I distaccamenti Rasinone e Paradiso, il gruppo di Ticineto-Valmacca della Garibaldi, vissero fasi diverse di organizzazione, in crescendo per adesioni ed efficacia. Si affermarono, inoltre, le formazioni GL Paolo Braccini con la brigata Pasino, al comando di Carlo Garbarino fra San Salvatore e Castelletto Monferrato; con la brigata Lenti al comando di Filippo Callori nell'area di Vignale.
Operarono, inoltre, la Divisione Matteotti-Marengo Borgo Po, tra Valle San Bartolomeo-Filippona-Lobbi; la Divisione Patria fra Occimiano-Mirabello-Giarole; la brigata 108 Paolo Rossi della Garibaldi, con il distaccamento nell'area di Bassignana-Fiondi-Pecetto-Grava-Mugarone <1
Attorno a Valenza, mese dopo mese, venne creata una rete capillare ed efficace di dissenso operativo. Le formazioni partigiane si impegnarono in consistenti azioni di sabotaggio e danneggiamento verso i posti di blocco e controllo dei nazifascisti; ospitarono e nascosero per mesi i prigionieri alleati inglesi, americani, australiani, neozelandesi liberati dai campi di concentramento-prigionia del Piemonte e Lombardia e dal Forte di Gavi.
La stazione e la galleria ferroviaria fra Valenza e Valmadonna costituirono per mesi l'obiettivo di furti, saccheggi da parte delle formazioni partigiane.

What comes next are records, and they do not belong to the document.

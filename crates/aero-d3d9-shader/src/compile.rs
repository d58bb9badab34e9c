//! Compile driver: byte-level checks, the decode/validate/emit loop, end-of-program checks and
//! result assembly.

use tracing::debug;

use crate::context::Context;
use crate::diagnostics::{DiagnosticPosition, Diagnostics, ShaderError};
use crate::emit::wgsl::WgslEmitter;
use crate::emit::{Emitter, Profile};
use crate::limits::{MAX_SHADER_BYTECODE_BYTES, MAX_SHADER_MAJOR};
use crate::reflect::{reflect, Reflection};
use crate::token::{decode_unit, decode_version, TokenStream, Unit};
use crate::types::{Register, RegisterKind, ShaderStage, ShaderVersion};
use crate::validate::validate;
use crate::{CompileOptions, CompileResult};

/// Compiles a buffer whose length is exactly the shader's length. Bytes after the end token are
/// an error.
pub fn compile(bytes: &[u8], options: &CompileOptions) -> CompileResult {
    run(bytes, options, true)
}

/// Compiles a buffer of unknown length: decoding stops at the end token and never looks past it.
pub fn compile_unsized(bytes: &[u8], options: &CompileOptions) -> CompileResult {
    run(bytes, options, false)
}

fn emitter_for(profile: Profile) -> Box<dyn Emitter> {
    match profile {
        Profile::Wgsl => Box::new(WgslEmitter::new()),
    }
}

/// Shader models this compiler accepts.
fn version_supported(version: &ShaderVersion) -> bool {
    if version.major > MAX_SHADER_MAJOR {
        return false;
    }
    let pair = (version.major, version.minor);
    match version.stage {
        ShaderStage::Vertex => matches!(pair, (1, 0 | 1) | (2, 0 | 1) | (3, 0)),
        ShaderStage::Pixel => matches!(pair, (1, 0..=4) | (2, 0 | 1) | (3, 0)),
    }
}

/// Returns the slice of `bytes` to decode.
fn checked_bytes(bytes: &[u8], bounded: bool) -> Result<&[u8], ShaderError> {
    if bytes.is_empty() {
        return Err(ShaderError::Empty);
    }
    if bounded {
        if bytes.len() > MAX_SHADER_BYTECODE_BYTES {
            return Err(ShaderError::TooLarge {
                len: bytes.len(),
                max: MAX_SHADER_BYTECODE_BYTES,
            });
        }
        if bytes.len() % 4 != 0 {
            return Err(ShaderError::UnalignedLength(bytes.len()));
        }
        return Ok(bytes);
    }
    // The end token decides the real length; only whole words inside the cap are visible.
    let len = bytes.len().min(MAX_SHADER_BYTECODE_BYTES) & !3;
    if len == 0 {
        return Err(ShaderError::Truncated);
    }
    Ok(&bytes[..len])
}

fn run(bytes: &[u8], options: &CompileOptions, bounded: bool) -> CompileResult {
    debug!(
        len = bytes.len(),
        bounded,
        profile = options.profile.name(),
        "compiling shader"
    );
    let mut emitter = emitter_for(options.profile);
    let mut diagnostics = Diagnostics::new();

    let bytes = match checked_bytes(bytes, bounded) {
        Ok(bytes) => bytes,
        Err(err) => {
            diagnostics.push(err, DiagnosticPosition::BeforeParse);
            return CompileResult::rejected(emitter.profile(), diagnostics);
        }
    };
    let words: Vec<u32> = bytes
        .chunks_exact(4)
        .map(|w| u32::from_le_bytes([w[0], w[1], w[2], w[3]]))
        .collect();
    let mut stream = TokenStream::new(&words, bounded);

    let version = match stream.next().and_then(decode_version) {
        Ok(version) => version,
        Err(err) => {
            diagnostics.push(err, DiagnosticPosition::BeforeParse);
            return CompileResult::rejected(emitter.profile(), diagnostics);
        }
    };
    debug!(
        stage = ?version.stage,
        %version,
        len = bytes.len(),
        "decoded version token"
    );

    let mut ctx = Context::new(version, options, diagnostics);
    if version_supported(&version) {
        emitter.start(&mut ctx);
    } else {
        ctx.error(ShaderError::UnsupportedVersion {
            major: version.major,
            minor: version.minor,
        });
    }

    loop {
        if stream.peek().is_none() {
            ctx.error_at(
                ShaderError::MissingEnd,
                DiagnosticPosition::Offset(stream.byte_offset()),
            );
            break;
        }
        match decode_unit(&mut ctx, &mut stream) {
            Ok(Unit::End) => {
                if stream.is_bounded() && stream.remaining() > 0 {
                    ctx.error(ShaderError::TrailingData);
                }
                stream.cap_here();
                break;
            }
            Ok(Unit::Comment | Unit::Skipped) => {}
            Ok(Unit::Phase) => phase(&mut ctx, emitter.as_mut()),
            Ok(Unit::Instruction(mut inst)) => {
                validate(&mut ctx, &mut inst);
                if !ctx.failed() {
                    emitter.emit(&mut ctx, &inst);
                }
            }
            Err(err) => {
                ctx.error(err);
                break;
            }
        }
    }

    check_program(&mut ctx);
    ctx.finalize_constants();
    if !ctx.failed() {
        emitter.finish(&mut ctx);
    }

    let source = ctx.out.assemble();
    let reflection = if ctx.failed() {
        Reflection::default()
    } else {
        reflect(&ctx)
    };
    debug!(
        instructions = ctx.instruction_count,
        diagnostics = ctx.diagnostics.len(),
        source_len = source.len(),
        "shader compiled"
    );

    let Reflection {
        constants,
        uniforms,
        samplers,
        attributes,
        outputs,
    } = reflection;
    CompileResult {
        version: Some(version),
        profile: emitter.profile(),
        entry_point: emitter.entry_point(version.stage),
        source,
        instruction_count: ctx.instruction_count,
        constants,
        uniforms,
        samplers,
        attributes,
        outputs,
        symbols: ctx.symbols,
        diagnostics: ctx.diagnostics.into_vec(),
    }
}

fn phase(ctx: &mut Context, emitter: &mut dyn Emitter) {
    let version = ctx.version;
    if !(version.is_pixel() && version.major == 1 && version.minor == 4) {
        ctx.illegal(format!("phase is not allowed in {version}"));
        return;
    }
    if ctx.phase_seen {
        ctx.illegal("phase may only appear once");
        return;
    }
    ctx.phase_seen = true;
    if !ctx.failed() {
        emitter.phase(ctx);
    }
}

/// Checks that only make sense once the whole stream has been seen.
fn check_program(ctx: &mut Context) {
    let post = DiagnosticPosition::PostProcess;
    let nesting = ctx.nesting;
    for (open, count, close) in [
        ("loop", nesting.loops, "endloop"),
        ("rep", nesting.reps, "endrep"),
        ("if", nesting.ifs, "endif"),
    ] {
        if count > 0 {
            ctx.error_at(ShaderError::Unbalanced { open, close }, post);
        }
    }

    let undefined: Vec<u32> = ctx
        .labels
        .iter()
        .filter(|(_, l)| !l.defined)
        .map(|(i, _)| *i)
        .collect();
    for index in undefined {
        ctx.error_at(ShaderError::UndefinedLabel(index), post);
    }

    let version = ctx.version;
    if version.is_legacy_pixel() && !ctx.was_written(Register::new(RegisterKind::Temp, 0)) {
        ctx.error_at(ShaderError::ColorOutputNeverWritten, post);
    }

    let undeclared: Vec<Register> = ctx
        .registers
        .keys()
        .filter(|r| needs_declaration(&version, **r) && ctx.declaration(**r).is_none())
        .copied()
        .collect();
    for reg in undeclared {
        ctx.error_at(
            ShaderError::Illegal(format!("{reg} is used but never declared")),
            post,
        );
    }
}

/// Legacy pixel shaders bind `v#`, `t#` and samplers implicitly; everything else is declared.
fn needs_declaration(version: &ShaderVersion, reg: Register) -> bool {
    match reg.kind {
        RegisterKind::Input => !version.is_legacy_pixel(),
        RegisterKind::Texture => version.is_pixel() && version.major >= 2,
        RegisterKind::Output | RegisterKind::MiscType => true,
        RegisterKind::Sampler => version.major >= 2,
        _ => false,
    }
}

Sull'arteria ferroviaria, infatti, i tedeschi fecero transitare armi e viveri verso altre località lombarde e piemontesi, per evitare i frequenti bombardamenti alleati su Alessandria.
In alcune circostanze, i partigiani nascosero le armi e munizioni saccheggiate ai tedeschi proprio all'interno della galleria di Valmadonna.
Le formazioni GAP attaccarono a più riprese le postazioni tedesche; le azioni di sabotaggio sono ampiamente documentate e citate in numerosi dispacci e fonogrammi che i tedeschi inviavano giornalmente ai comandi superiori, fonogrammi rinvenuti recentemente, tradotti e pubblicati nel volume "Resistenza e nuova coscienza civile" a cura dell'autore.
I comandi tedeschi giunsero a comminare multe salatissime ai comuni del Valenzano per disincentivare le attività di sabotaggio. Le multe dovevano essere pagate al comando tedesco di Valenza. I tedeschi non solo occuparono il territorio, ma inflissero sanzioni per punire le azioni di dissenso delle popolazioni.
Gli esordi, il CLN, una città controllata dai tedeschi.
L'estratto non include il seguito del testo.